Stored data
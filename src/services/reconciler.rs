use std::collections::HashMap;
use std::path::Path;

use chrono::NaiveDateTime;

use crate::domain::download::{Download, TransferStatus};
use crate::repository::{RepositoryError, SqliteDownloadsRepository};
use crate::utils::db::Store;

#[derive(Debug, thiserror::Error)]
pub enum ReconcilerError {
    #[error(transparent)]
    Repository(#[from] RepositoryError),

    #[error(transparent)]
    Sqlx(#[from] sqlx::Error),
}

/// One observed transfer-daemon event (spec §6.2): the daemon's own state
/// string together with however many bytes it reports transferred so far.
#[derive(Debug, Clone)]
pub struct TransferEvent {
    pub username: String,
    pub filename: String,
    pub state: String,
    pub bytes_transferred: u64,
}

/// Maps a raw transfer-daemon state string onto one of our four statuses.
/// This is an ORDERED list of substring rules, not a hash map: several
/// daemon state strings share substrings (`"Queued, Remotely"` contains
/// neither `"Completed"` nor `"Errored"` but could in principle overlap
/// with other buckets as the daemon's vocabulary grows), so the first
/// matching rule in priority order wins rather than whichever bucket a
/// hash iteration happens to visit first.
pub fn classify_transfer_state(state: &str) -> TransferStatus {
    const RULES: &[(&str, TransferStatus)] = &[
        ("Completed", TransferStatus::Completed),
        ("Succeeded", TransferStatus::Completed),
        ("InProgress", TransferStatus::Downloading),
        ("Initializing", TransferStatus::Downloading),
        ("Requested", TransferStatus::Downloading),
        ("Errored", TransferStatus::Failed),
        ("Cancelled", TransferStatus::Failed),
        ("TimedOut", TransferStatus::Failed),
        ("Rejected", TransferStatus::Failed),
        ("Aborted", TransferStatus::Failed),
        ("Queued", TransferStatus::Pending),
    ];

    if state.is_empty() || state == "None" {
        return TransferStatus::Pending;
    }

    for (needle, status) in RULES {
        if state.contains(needle) {
            return *status;
        }
    }

    TransferStatus::Pending
}

/// Runs one reconciliation pass (spec §4.5): for every non-completed
/// download, match its files against the observed transfer events by
/// `(username, filename)`, update per-file status/bytes only when they
/// actually changed, recompute the download's aggregate status, and
/// persist that too only on change (bumping `updated_at`). Returns the
/// downloads that were touched. The whole pass runs in one transaction so
/// a crash mid-pass can't leave a download half-updated.
pub async fn reconcile(
    store: &Store,
    transfers: &[TransferEvent],
    now: NaiveDateTime,
) -> Result<Vec<Download>, ReconcilerError> {
    let transfer_map: HashMap<(&str, &str), &TransferEvent> =
        transfers.iter().map(|t| ((t.username.as_str(), t.filename.as_str()), t)).collect();

    let downloads_repo = SqliteDownloadsRepository::new();

    store
        .transaction(|tx| async move {
            let mut downloads = downloads_repo.by_status_not(&mut **tx, Some(TransferStatus::Completed)).await?;
            let mut touched = Vec::new();

            for download in downloads.iter_mut() {
                let mut any_file_changed = false;

                for file in download.files_mut() {
                    let Some(transfer) = transfer_map.get(&(download.username(), file.filename())) else {
                        continue;
                    };

                    let new_status = classify_transfer_state(&transfer.state);
                    let new_bytes = transfer.bytes_transferred;

                    if new_status == file.status() && new_bytes == file.bytes_read() {
                        continue;
                    }

                    file.set_status(new_status);
                    file.set_bytes_read(new_bytes);
                    downloads_repo
                        .update_file(&mut **tx, file.id(), new_status, new_bytes, file.verified_on_disk())
                        .await?;
                    any_file_changed = true;
                }

                let new_aggregate = download.aggregate_status();
                if new_aggregate != download.status() {
                    download.set_status(new_aggregate, now);
                    downloads_repo.update_status(&mut **tx, download.id(), new_aggregate, now).await?;
                    touched.push(download.clone());
                } else if any_file_changed {
                    touched.push(download.clone());
                }
            }

            Ok(touched)
        })
        .await
}

/// Checks every non-completed download's files against the filesystem
/// under `completed_root` (spec §4.5 verify-on-disk): a file whose exact
/// byte size matches what's on disk is promoted to completed even if the
/// transfer daemon never reported it, which covers downloads that
/// finished while this process wasn't running to reconcile them.
pub async fn verify_on_disk(
    store: &Store,
    completed_root: &Path,
    now: NaiveDateTime,
) -> Result<Vec<Download>, ReconcilerError> {
    let downloads_repo = SqliteDownloadsRepository::new();

    store
        .transaction(|tx| async move {
            let mut downloads = downloads_repo.by_status_not(&mut **tx, Some(TransferStatus::Completed)).await?;
            let mut touched = Vec::new();

            for download in downloads.iter_mut() {
                let base = completed_root.join(download.completed_folder_name());
                let mut any_file_changed = false;

                for file in download.files_mut() {
                    if file.verified_on_disk() {
                        continue;
                    }

                    let basename = Path::new(file.filename()).file_name().unwrap_or_default();
                    let candidate = base.join(basename);

                    let Ok(metadata) = std::fs::metadata(&candidate) else {
                        continue;
                    };

                    if metadata.len() != file.size() {
                        continue;
                    }

                    file.set_verified_on_disk(true);
                    file.set_status(TransferStatus::Completed);
                    file.set_bytes_read(file.size());
                    downloads_repo.update_file(&mut **tx, file.id(), TransferStatus::Completed, file.size(), true).await?;
                    any_file_changed = true;
                }

                let new_aggregate = download.aggregate_status();
                if new_aggregate != download.status() {
                    download.set_status(new_aggregate, now);
                    downloads_repo.update_status(&mut **tx, download.id(), new_aggregate, now).await?;
                    touched.push(download.clone());
                } else if any_file_changed {
                    touched.push(download.clone());
                }
            }

            Ok(touched)
        })
        .await
}

#[cfg(test)]
mod tests {
    use super::*;
    use uuid::Uuid;

    #[test]
    fn classify_priority_order_prefers_completed_over_queued_lookalikes() {
        assert_eq!(classify_transfer_state("Completed, Succeeded"), TransferStatus::Completed);
        assert_eq!(classify_transfer_state("Queued, Remotely"), TransferStatus::Pending);
        assert_eq!(classify_transfer_state("TimedOut"), TransferStatus::Failed);
        assert_eq!(classify_transfer_state(""), TransferStatus::Pending);
        assert_eq!(classify_transfer_state("None"), TransferStatus::Pending);
        assert_eq!(classify_transfer_state("SomeFutureState"), TransferStatus::Pending);
    }

    #[tokio::test]
    async fn reconcile_marks_completed_file_and_tracks_downloading_bytes() {
        let store = Store::open_in_memory().await.unwrap();
        let downloads_repo = SqliteDownloadsRepository::new();
        let now = chrono::Local::now().naive_local();

        let mut conn = store.pool().acquire().await.unwrap();
        downloads_repo
            .create(
                &mut conn,
                Uuid::new_v4(),
                Uuid::new_v4(),
                "Joy Division",
                "Unknown Pleasures",
                Some(1979),
                "u",
                "@@u\\Music\\X",
                &[("01.flac".to_string(), 1000), ("02.flac".to_string(), 2000)],
                now,
            )
            .await
            .unwrap();
        drop(conn);

        let transfers = vec![
            TransferEvent { username: "u".to_string(), filename: "01.flac".to_string(), state: "Completed, Succeeded".to_string(), bytes_transferred: 1000 },
            TransferEvent { username: "u".to_string(), filename: "02.flac".to_string(), state: "InProgress".to_string(), bytes_transferred: 500 },
        ];

        let touched = reconcile(&store, &transfers, now).await.unwrap();
        assert_eq!(touched.len(), 1);
        let download = &touched[0];
        assert_eq!(download.status(), TransferStatus::Downloading);

        let file1 = download.files().iter().find(|f| f.filename() == "01.flac").unwrap();
        assert_eq!(file1.status(), TransferStatus::Completed);
        let file2 = download.files().iter().find(|f| f.filename() == "02.flac").unwrap();
        assert_eq!(file2.status(), TransferStatus::Downloading);
        assert_eq!(file2.bytes_read(), 500);

        let both_completed = vec![
            TransferEvent { username: "u".to_string(), filename: "01.flac".to_string(), state: "Completed".to_string(), bytes_transferred: 1000 },
            TransferEvent { username: "u".to_string(), filename: "02.flac".to_string(), state: "Completed".to_string(), bytes_transferred: 2000 },
        ];

        let touched = reconcile(&store, &both_completed, now).await.unwrap();
        assert_eq!(touched.len(), 1);
        assert_eq!(touched[0].status(), TransferStatus::Completed);
    }

    #[tokio::test]
    async fn verify_on_disk_promotes_exact_size_match_and_strips_slskd_prefix() {
        let store = Store::open_in_memory().await.unwrap();
        let downloads_repo = SqliteDownloadsRepository::new();
        let now = chrono::Local::now().naive_local();

        let mut conn = store.pool().acquire().await.unwrap();
        downloads_repo
            .create(
                &mut conn,
                Uuid::new_v4(),
                Uuid::new_v4(),
                "Artist",
                "Album",
                Some(2020),
                "u",
                "@@u\\Music\\X",
                &[("track.flac".to_string(), 2048)],
                now,
            )
            .await
            .unwrap();
        drop(conn);

        let tmp = tempfile::tempdir().unwrap();
        let album_dir = tmp.path().join("X");
        std::fs::create_dir_all(&album_dir).unwrap();
        std::fs::write(album_dir.join("track.flac"), vec![0u8; 2048]).unwrap();

        let touched = verify_on_disk(&store, tmp.path(), now).await.unwrap();
        assert_eq!(touched.len(), 1);
        assert_eq!(touched[0].status(), TransferStatus::Completed);
        assert!(touched[0].files()[0].verified_on_disk());
    }
}
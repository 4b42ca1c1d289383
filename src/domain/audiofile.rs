use std::ffi::OsStr;

use lofty::file::FileType as LoftyFileType;
use lofty::{file::{AudioFile, TaggedFile, TaggedFileExt}, tag::{Accessor, ItemKey, Tag}};
use serde::{Serialize, Deserialize};

#[derive(Clone, Debug, PartialEq, Hash, Serialize, Deserialize)]
pub enum AudioFileType {
    Flac,
    Mp3,
    Wav,
    Ogg,
    M4a,
    Opus,
    Aac,
    Unknown
}

impl AudioFileType {

    pub fn from_lofty(lofty_type: &LoftyFileType) -> Self {
        match lofty_type {
            LoftyFileType::Flac => AudioFileType::Flac,
            LoftyFileType::Mpeg => AudioFileType::Mp3,
            LoftyFileType::Wav => AudioFileType::Wav,
            LoftyFileType::Vorbis | LoftyFileType::Speex => AudioFileType::Ogg,
            LoftyFileType::Mp4 => AudioFileType::M4a,
            LoftyFileType::Opus => AudioFileType::Opus,
            LoftyFileType::Aac => AudioFileType::Aac,
            _other => AudioFileType::Unknown,
        }
    }

    pub fn from_extension_str(extension: &str) -> Self {
        match extension {
            "flac" => AudioFileType::Flac,
            "mp3" => AudioFileType::Mp3,
            "wav" => AudioFileType::Wav,
            "ogg" => AudioFileType::Ogg,
            "m4a" => AudioFileType::M4a,
            "opus" => AudioFileType::Opus,
            "aac" => AudioFileType::Aac,
            _other => AudioFileType::Unknown
        }
    }

    pub fn from_os_ext(os_ext: &OsStr) -> Self {
        match os_ext.to_str() {
            Some(ext_str) => Self::from_extension_str(&ext_str.to_lowercase()),
            None => AudioFileType::Unknown,
        }
    }

    pub fn as_str(&self) -> &'static str {
        match self {
            AudioFileType::Flac => "flac",
            AudioFileType::Mp3 => "mp3",
            AudioFileType::Wav => "wav",
            AudioFileType::Ogg => "ogg",
            AudioFileType::M4a => "m4a",
            AudioFileType::Opus => "opus",
            AudioFileType::Aac => "aac",
            AudioFileType::Unknown => "unknown"
        }
    }

    pub fn is_supported_extension(extension: &OsStr) -> bool {
        let ext_str = extension.to_string_lossy().to_lowercase();

        matches!(ext_str.as_str(), "flac" | "mp3" | "wav" | "ogg" | "m4a" | "opus" | "aac")
    }
}

/// Tags read off a file, trimmed but otherwise verbatim. `artist`/`album` being empty
/// after trimming is what makes a draft fail Track invariants downstream; this struct
/// itself never substitutes "unknown ..." placeholders, that is a rename-pipeline concern
/// (§6.3), not a scanner one.
#[derive(Debug, Clone, Serialize, Deserialize, PartialEq, Default)]
pub struct AudioFileMetadata {
    pub artist: String,
    pub album_artist: Option<String>,
    pub album: String,
    pub title: String,
    pub disc_number: Option<i64>,
    pub track_number: Option<i64>,
    pub year: Option<i64>,
    pub genre: Option<String>,
    pub original_date: Option<String>,
    pub release_date: Option<String>,
    pub label: Option<String>,
}

impl AudioFileMetadata {
    pub fn extract_or_default(tagged_result: Result<TaggedFile, lofty::error::LoftyError>) -> Self {
        match tagged_result {
            Ok(tagged) => Self::from_tagged(&tagged),
            Err(err) => {
                log::warn!("Could not read tags, using default metadata. Reason: {}", err);
                Self::default()
            }
        }
    }

    pub fn from_tagged(tagged_file: &TaggedFile) -> Self {
        let Some(lofty_tag) = tagged_file.primary_tag().or_else(|| tagged_file.first_tag()) else {
            return Self::default();
        };

        Self {
            artist: lofty_tag.artist().map(|s| s.trim().to_string()).unwrap_or_default(),
            album_artist: Self::get_string(lofty_tag, ItemKey::AlbumArtist),
            album: lofty_tag.album().map(|s| s.trim().to_string()).unwrap_or_default(),
            title: lofty_tag.title().map(|s| s.trim().to_string()).unwrap_or_default(),
            disc_number: lofty_tag.disk().map(|v| v as i64),
            track_number: lofty_tag.track().map(|v| v as i64),
            year: lofty_tag.year().map(|v| v as i64),
            genre: lofty_tag.genre().map(|s| s.trim().to_string()),
            original_date: Self::get_string(lofty_tag, ItemKey::OriginalReleaseDate),
            release_date: Self::get_string(lofty_tag, ItemKey::RecordingDate),
            label: Self::get_string(lofty_tag, ItemKey::Label),
        }
    }

    fn get_string(tag: &Tag, key: ItemKey) -> Option<String> {
        tag.get_string(&key).map(|s| s.trim().to_string()).filter(|s| !s.is_empty())
    }
}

EXERCISE AIM: In the records above, how many lines contain the word "daemon"? Give the number alone.

ANSWER TO THE EXERCISE: 5